Single by Mungo Jerry
- A-side: "Sur le Pont d'Avignon"
- Released: 1977
- Length: 3:32
- Label: Polydor
- Songwriter: Ray Dorset
- Producer: Ray Dorset

Mungo Jerry singles chronology
| "All That a Woman Should Be" (1977) | "Sur le Pont d'Avignon" / "Feels Like I'm in Love" (1977) | "We're OK" (1977) |

= Feels Like I'm in Love =

1977 song by Mungo Jerry

"Feels Like I'm in Love" is a song written and recorded by Ray Dorset with his band Mungo Jerry. It was a number-one hit on the UK Singles Chart for two weeks in September 1980 for Scottish singer Kelly Marie.

==Original version==
Written by Ray Dorset of Mungo Jerry, the song was originally written with Elvis Presley in mind, but he died before it was sent to him. Dorset's group recorded the song but their version was relegated to the B-side of a Belgian single, "Sur le Pont d'Avignon".

==Kelly Marie version==

In 1979, Kelly Marie recorded the song for Pye Records. The song was a sleeper hit on the Scottish club scene before breaking through nationally in the summer of 1980, reaching the top of the UK Singles Chart in September. The song sold 760,000 copies in United Kingdom in 1980 alone.

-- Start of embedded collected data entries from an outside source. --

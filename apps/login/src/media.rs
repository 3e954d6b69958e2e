use std::cell::{Cell, RefCell};
use std::rc::Rc;

use nimbus_core::*;
use nimbus_media::{MediaItem, RepeatMode, VideoFrame, VideoPlayer, decode, read_asset};
use nimbus_ui::*;

fn build_player(uri: &str) -> VideoPlayer {
    let mut player = VideoPlayer::builder().build();
    player.set_repeat_mode(RepeatMode::All);
    player.set_play_when_ready(true);
    player.set_volume(0.0);
    match MediaItem::from_uri(uri) {
        Ok(item) => {
            player.set_media_item(item);
            player.prepare();
        }
        Err(e) => log::warn!("video background: {e}"),
    }
    player
}

fn upload(slot: &Cell<Option<ImageHandle>>, frame: &VideoFrame) {
    match slot.get() {
        Some(h) => {
            update_image(h, frame.width, frame.height, frame.rgba.clone());
        }
        None => slot.set(insert_image(frame.width, frame.height, frame.rgba.clone())),
    }
}

/// Muted, looping video filling `modifier`'s rect, cropped to cover it.
///
/// The player is built once per mount and released when the screen goes
/// away; its image is removed right after, so nothing draws a released
/// player. A URI that cannot be played leaves the area blank.
pub fn VideoBackground(uri: &str, modifier: Modifier) -> View {
    let player = remember(|| RefCell::new(build_player(uri)));
    let image = remember(|| Cell::new(None::<ImageHandle>));
    let shown = remember(|| Cell::new(None::<usize>));

    disposable_effect((), {
        let player = player.clone();
        let image = image.clone();
        move || {
            on_unmount(move || {
                player.borrow_mut().release();
                if let Some(h) = image.take() {
                    remove_image(h);
                }
            })
        }
    });

    {
        let mut p = player.borrow_mut();
        p.tick(frame_time());
        if let Some(frame) = p.current_frame() {
            let index = p.frame_index();
            if shown.get() != Some(index) || image.get().is_none() {
                upload(&image, frame);
                shown.set(Some(index));
            }
        }
    }

    Image(modifier, image.get()).image_fit(ImageFit::Cover)
}

/// Still image loaded once per mount from the asset source. A missing or
/// broken asset draws nothing but keeps its size.
pub fn AssetImage(name: &str, modifier: Modifier) -> View {
    let handle: Rc<Option<ImageHandle>> = remember(|| {
        let frames = match read_asset(name).and_then(|bytes| decode(&bytes)) {
            Ok(frames) => frames,
            Err(e) => {
                log::warn!("image {name}: {e}");
                return None;
            }
        };
        let first = frames.get(0)?;
        insert_image(first.width, first.height, first.rgba.clone())
    });

    disposable_effect((), {
        let handle = handle.clone();
        move || {
            on_unmount(move || {
                if let Some(h) = *handle {
                    remove_image(h);
                }
            })
        }
    });

    Image(modifier, *handle)
}
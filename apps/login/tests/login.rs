use std::cell::Cell;
use std::io::Cursor;
use std::rc::Rc;
use std::time::{Duration, Instant};

use ::image::codecs::gif::{GifEncoder, Repeat};
use ::image::{Delay, Frame, ImageFormat, Rgba, RgbaImage};
use nimbus_core::*;
use nimbus_login::{LOGIN_FAILED_MESSAGE, Login};
use nimbus_media::registry::{reset_stats, stats};
use nimbus_media::{MemoryAssets, set_asset_source};
use nimbus_platform::Session;
use nimbus_ui::toast;

const VIDEO: &str = "asset:///clouds.gif";

fn gif_bytes() -> Vec<u8> {
    let mut out = Vec::new();
    {
        let mut enc = GifEncoder::new(&mut out);
        enc.set_repeat(Repeat::Infinite).unwrap();
        let frames = [[200, 40, 40, 255], [40, 40, 200, 255]].map(|c| {
            Frame::from_parts(
                RgbaImage::from_pixel(4, 8, Rgba(c)),
                0,
                0,
                Delay::from_numer_denom_ms(100, 1),
            )
        });
        enc.encode_frames(frames).unwrap();
    }
    out
}

fn png_bytes() -> Vec<u8> {
    let mut out = Cursor::new(Vec::new());
    RgbaImage::from_pixel(8, 8, Rgba([255, 255, 255, 255]))
        .write_to(&mut out, ImageFormat::Png)
        .unwrap();
    out.into_inner()
}

fn screen(video_uri: &'static str) -> Session {
    set_asset_source(
        MemoryAssets::new()
            .with("clouds.gif", gif_bytes())
            .with("logo.png", png_bytes()),
    );
    reset_stats();
    toast::reset();
    Session::new(move |_| Login(video_uri))
}

fn type_into(s: &mut Session, label: &str, text: &str, now: Instant) {
    assert!(s.focus(Role::TextField, label));
    for ch in text.chars() {
        assert!(s.type_text(&ch.to_string()));
        s.frame_at(now);
    }
}

fn shown(s: &Session, label: &str) -> String {
    s.display_text(label).unwrap_or_default()
}

fn outline(s: &Session) -> String {
    s.semantics()
        .iter()
        .map(|n| format!("{:?} {:?} {:?}", n.role, n.label, n.value))
        .collect::<Vec<_>>()
        .join("\n")
}

fn background_generation(s: &Session) -> Option<u64> {
    let handle = s.frame()?.scene.nodes.iter().find_map(|n| match n {
        SceneNode::Image { handle, rect, .. } if rect.w > 100.0 => Some(*handle),
        _ => None,
    })?;
    with_image(handle, |img| img.generation)
}

#[test]
fn keystrokes_concatenate_in_order() {
    let t0 = Instant::now();
    let mut s = screen(VIDEO);
    s.frame_at(t0);
    type_into(&mut s, "username", "al", t0);
    s.type_text("ice");
    s.frame_at(t0);
    assert_eq!(shown(&s, "username"), "alice");
    assert_eq!(s.field_text("username").as_deref(), Some("alice"));
}

#[test]
fn username_next_lands_on_password() {
    let t0 = Instant::now();
    let mut s = screen(VIDEO);
    s.frame_at(t0);

    // Fresh, after typing, and coming back from the password field.
    s.click(Role::TextField, "username");
    assert!(s.ime_action());
    assert_eq!(s.focused_label(), Some("password"));

    type_into(&mut s, "username", "bob", t0);
    assert!(s.ime_action());
    assert_eq!(s.focused_label(), Some("password"));

    s.click(Role::TextField, "username");
    assert_eq!(s.focused_label(), Some("username"));
    assert!(s.perform_ime_action(ImeAction::Next));
    assert_eq!(s.focused_label(), Some("password"));
    assert_eq!(toast::shown_count(), 0);
}

#[test]
fn password_done_clears_focus_and_toasts_once() {
    let t0 = Instant::now();
    let mut s = screen(VIDEO);
    s.frame_at(t0);
    s.focus(Role::TextField, "password");
    assert!(s.focused().is_some());

    // Focus is already gone by the time the login attempt shows its toast.
    let focus_at_toast = Rc::new(Cell::new(None));
    {
        let fm = s.focus_manager().clone();
        let focus_at_toast = focus_at_toast.clone();
        toast::on_show(move |_| focus_at_toast.set(Some(fm.focused())));
    }
    assert!(s.ime_action());
    assert_eq!(focus_at_toast.get(), Some(None));
    assert_eq!(s.focused(), None);
    assert_eq!(toast::shown_count(), 1);

    let active = toast::active(t0);
    assert_eq!(active.len(), 1);
    assert_eq!(active[0].message, LOGIN_FAILED_MESSAGE);
    assert_eq!(active[0].duration, toast::ToastDuration::Short);
}

#[test]
fn sign_in_toasts_and_leaves_fields_alone() {
    let t0 = Instant::now();
    let mut s = screen(VIDEO);
    s.frame_at(t0);
    assert!(s.click(Role::Button, "SIGN IN"));
    s.frame_at(t0);
    assert_eq!(toast::shown_count(), 1);
    assert_eq!(shown(&s, "username"), "");
    assert_eq!(shown(&s, "password"), "");

    type_into(&mut s, "username", "u", t0);
    type_into(&mut s, "password", "p", t0);
    assert!(s.click(Role::Button, "SIGN IN"));
    s.frame_at(t0);
    assert_eq!(toast::shown_count(), 2);
    assert_eq!(s.field_text("username").as_deref(), Some("u"));
    assert_eq!(s.field_text("password").as_deref(), Some("p"));
}

#[test]
fn sign_up_does_nothing() {
    let t0 = Instant::now();
    let mut s = screen(VIDEO);
    s.frame_at(t0);
    assert!(s.click(Role::Button, "SIGN UP"));
    s.frame_at(t0);
    assert_eq!(toast::shown_count(), 0);
    assert_eq!(s.focused(), None);
}

#[test]
fn mount_then_unmount_releases_the_player_once() {
    let t0 = Instant::now();
    let mut s = screen(VIDEO);
    s.frame_at(t0);
    assert_eq!(stats().acquired, 1);
    assert_eq!(image_count(), 2);

    s.unmount();
    let st = stats();
    assert_eq!((st.acquired, st.released), (1, 1));
    assert_eq!((st.leaked, st.double_release), (0, 0));
    assert_eq!(image_count(), 0);

    s.unmount();
    drop(s);
    assert_eq!(stats().released, 1);
    assert_eq!(stats().double_release, 0);
}

#[test]
fn remount_builds_a_new_player_and_resets_fields() {
    let t0 = Instant::now();
    let mut s = screen(VIDEO);
    s.frame_at(t0);
    type_into(&mut s, "username", "alice", t0);
    type_into(&mut s, "password", "secret", t0);

    s.unmount();
    s.frame_at(t0 + Duration::from_millis(16));
    assert_eq!(shown(&s, "username"), "");
    assert_eq!(shown(&s, "password"), "");
    assert_eq!(stats().acquired, 2);
    assert_eq!(stats().live(), 1);

    drop(s);
    assert_eq!(stats().live(), 0);
    assert_eq!(stats().leaked, 0);
}

#[test]
fn password_is_masked_and_username_is_not() {
    let t0 = Instant::now();
    for input in ["", " ", "  a b ", "pässwörd", "秘密"] {
        let mut s = screen(VIDEO);
        s.frame_at(t0);
        type_into(&mut s, "username", input, t0);
        type_into(&mut s, "password", input, t0);
        assert_eq!(shown(&s, "username"), input);
        let masked = "\u{2022}".repeat(input.chars().count());
        assert_eq!(shown(&s, "password"), masked, "input {input:?}");
        assert_eq!(s.field_text("password").as_deref(), Some(input));
    }
}

#[test]
fn alice_signs_in_from_the_keyboard() {
    let t0 = Instant::now();
    let mut s = screen(VIDEO);
    s.frame_at(t0);

    type_into(&mut s, "username", "alice", t0);
    assert!(s.press_enter());
    assert_eq!(s.focused_label(), Some("password"));
    for ch in "secret".chars() {
        s.type_text(&ch.to_string());
    }
    s.frame_at(t0);
    assert!(s.press_enter());
    s.frame_at(t0);

    assert_eq!(s.focused(), None);
    assert_eq!(toast::shown_count(), 1);
    insta::assert_snapshot!(outline(&s), @r###"
    TextField Some("username") Some("alice")
    TextField Some("password") Some("••••••")
    Button Some("SIGN IN") None
    Text Some("Don't you have an account?") None
    Button Some("SIGN UP") None
    "###);
}

#[test]
fn background_takes_no_input() {
    let t0 = Instant::now();
    let mut s = screen(VIDEO);
    s.frame_at(t0);
    s.focus(Role::TextField, "username");
    assert!(!s.tap_at(Vec2::new(10.0, 10.0)));
    assert_eq!(s.focused(), None);
}

#[test]
fn video_loops_with_the_frame_clock() {
    let t0 = Instant::now();
    let mut s = screen(VIDEO);
    s.frame_at(t0);
    assert_eq!(background_generation(&s), Some(0));

    s.frame_at(t0 + Duration::from_millis(150));
    assert_eq!(background_generation(&s), Some(1));

    // Back to the first frame after one full loop.
    s.frame_at(t0 + Duration::from_millis(250));
    assert_eq!(background_generation(&s), Some(2));

    s.frame_at(t0 + Duration::from_millis(260));
    assert_eq!(background_generation(&s), Some(2));
}

#[test]
fn missing_video_leaves_a_blank_background() {
    let t0 = Instant::now();
    let mut s = screen("asset:///nope.gif");
    s.frame_at(t0);
    assert_eq!(background_generation(&s), None);
    assert_eq!(image_count(), 1);
    assert!(s.click(Role::Button, "SIGN IN"));
    assert_eq!(toast::shown_count(), 1);

    s.unmount();
    assert_eq!(stats().released, 1);
}

#[test]
fn broken_uri_is_not_fatal() {
    let t0 = Instant::now();
    let mut s = screen("ftp://example.com/clouds.gif");
    s.frame_at(t0);
    assert_eq!(background_generation(&s), None);
    assert!(s.find(Role::TextField, "username").is_some());
}

#[test]
fn toast_goes_away_on_its_own() {
    let t0 = Instant::now();
    let mut s = screen(VIDEO);
    s.frame_at(t0);
    s.click(Role::Button, "SIGN IN");
    assert!(s.wants_redraw(t0 + Duration::from_millis(1900)));
    s.frame_at(t0 + Duration::from_millis(2100));
    assert!(toast::active(t0 + Duration::from_millis(2100)).is_empty());
    assert!(!s.wants_redraw(t0 + Duration::from_millis(2100)));
}

#[test]
fn credential_fields_are_pill_shaped() {
    let t0 = Instant::now();
    let mut s = screen("asset:///none.gif");
    s.frame_at(t0);
    let scene = &s.frame().unwrap().scene;
    for label in ["username", "password"] {
        let field = s.find(Role::TextField, label).unwrap().rect;
        let radius = scene.nodes.iter().find_map(|n| match n {
            SceneNode::Rect { rect, radius, .. } if *rect == field => Some(*radius),
            _ => None,
        });
        assert_eq!(radius, Some(field.h / 2.0), "{label}");
    }
}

The following year, aided by a number of remixes the song became a club hit in the United States, reaching number ten on the Billboard Hot Dance Club Play chart.

Re-released on the Calibre record label with a new B-side "New York at Night", it followed a rare breed of record labels who gained a chart-topping success after their debut release. It was then re-released again in 1990 as a remix that was done by PWL.

===Composition===
The song is performed in the key of C major with a tempo of 121 beats per minute.

===Charts===

====Weekly charts====

| Chart (1980–1981) | Peak position |
|---|---|
| Australia (Kent Music Report) | 7 |
| Austria (Ö3 Austria Top 40) | 6 |
| Belgium (Ultratop 50 Flanders) | 2 |
| Denmark (Hitlisten) | 1 |
| Ireland (IRMA) | 3 |
| Netherlands (Dutch Top 40) | 4 |
| Netherlands (Single Top 100) | 3 |
| South Africa (Springbok Radio) | 7 |
| Switzerland (Sonntagsblick Hitparade) | 11 |
| UK Singles (Official Charts) | 1 |
| US Hot Dance Club Play (Billboard) | 10 |
| West Germany (GfK) | 5 |

====Year-end charts====

| Chart (1980) | Position |
|---|---|
| Australia (Kent Music Report) | 85 |
| Belgium (Ultratop 50 Flanders) | 14 |
| Netherlands (Dutch Top 40) | 38 |
| Netherlands (Single Top 100) | 36 |
| UK Singles (OCC) | 3 |

| Chart (1981) | Position |
|---|---|
| Australia (Kent Music Report) | 69 |

==Cover versions==
- Australian dance group Raffles released a cover version of "Feels Like I'm in Love" in November 1994, which peaked at number 66 on the Australian singles chart in early 1995.